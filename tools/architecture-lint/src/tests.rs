//! Unit tests for the architecture lint.

use std::path::PathBuf;

use rstest::rstest;

use super::*;

fn lint_one(file: &str, contents: &str) -> Result<(), ArchitectureLintError> {
    lint_sources(&[LintSource {
        file: PathBuf::from(file),
        contents: contents.to_owned(),
    }])
}

#[rstest]
#[case("inbound/http/credits.rs", "use crate::domain::ports::CreditLedger; fn f() {}")]
#[case("domain/user.rs", "use utoipa::ToSchema; #[derive(ToSchema)] struct Foo;")]
#[case("domain/credits.rs", "use serde::Serialize; fn f() { let _ = chrono::Utc::now(); }")]
#[case("outbound/persistence/pool.rs", "use diesel_async::AsyncPgConnection; fn f() {}")]
#[case("outbound/security/argon2_hasher.rs", "use argon2::Argon2; fn f() {}")]
#[case("inbound/http/token_config.rs", "use sha2::Sha256; use zeroize::Zeroizing; fn f() {}")]
fn permitted_dependencies_pass(#[case] file: &str, #[case] contents: &str) {
    let result = lint_one(file, contents);
    assert!(result.is_ok(), "result: {result:?}");
}

#[rstest]
#[case(
    "inbound/http/state.rs",
    "use crate::outbound::memory::InMemoryAccountRepository; fn f() {}",
    "crate::outbound"
)]
#[case(
    "inbound/http/state.rs",
    "use bloom_backend::outbound::memory; fn f() {}",
    "crate::outbound"
)]
#[case(
    "inbound/http/state.rs",
    "fn f() { let _ = super::super::outbound::memory::InMemoryAccountRepository::new(); }",
    "crate::outbound"
)]
#[case("inbound/http/users.rs", "use diesel::prelude::*; fn f() {}", "`diesel`")]
#[case("inbound/http/auth.rs", "use jsonwebtoken::decode; fn f() {}", "`jsonwebtoken`")]
#[case("domain/account_service.rs", "use argon2::Argon2; fn f() {}", "`argon2`")]
#[case("domain/error.rs", "fn f() -> actix_web::HttpResponse { todo!() }", "`actix_web`")]
#[case("domain/user.rs", "use crate::inbound::http; fn f() {}", "crate::inbound")]
#[case("outbound/memory/mod.rs", "use crate::inbound::http::state; fn f() {}", "crate::inbound")]
#[case("outbound/persistence/pool.rs", "use actix_web::web; fn f() {}", "`actix_web`")]
fn boundary_violations_are_reported(
    #[case] file: &str,
    #[case] contents: &str,
    #[case] expected: &str,
) {
    match lint_one(file, contents) {
        Err(ArchitectureLintError::Violations(violations)) => {
            assert!(
                violations
                    .iter()
                    .any(|v| v.file == PathBuf::from(file) && v.message.contains(expected)),
                "expected '{expected}' in {violations:?}"
            );
        }
        other => panic!("expected violations, got {other:?}"),
    }
}

#[rstest]
fn files_outside_the_layers_are_rejected() {
    assert!(matches!(
        lint_one("main.rs", "fn main() {}"),
        Err(ArchitectureLintError::Parse { .. })
    ));
}

#[rstest]
fn repeated_imports_are_reported_once() {
    let result = lint_one(
        "domain/auth.rs",
        "use actix_web::web; use actix_web::HttpResponse; fn f() {}",
    );
    match result {
        Err(ArchitectureLintError::Violations(violations)) => assert_eq!(violations.len(), 1),
        other => panic!("expected violations, got {other:?}"),
    }
}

○ ○ ○ ○

> WORK INSTRUCTIONS: Whenever a line in the entries holds the word "ArchitectureLintError", copy that line.

> OUTPUT OF THE EXERCISE:
fn lint_one(file: &str, contents: &str) -> Result<(), ArchitectureLintError> {
        Err(ArchitectureLintError::Violations(violations)) => {
        Err(ArchitectureLintError::Parse { .. })
        Err(ArchitectureLintError::Violations(violations)) => assert_eq!(violations.len(), 1),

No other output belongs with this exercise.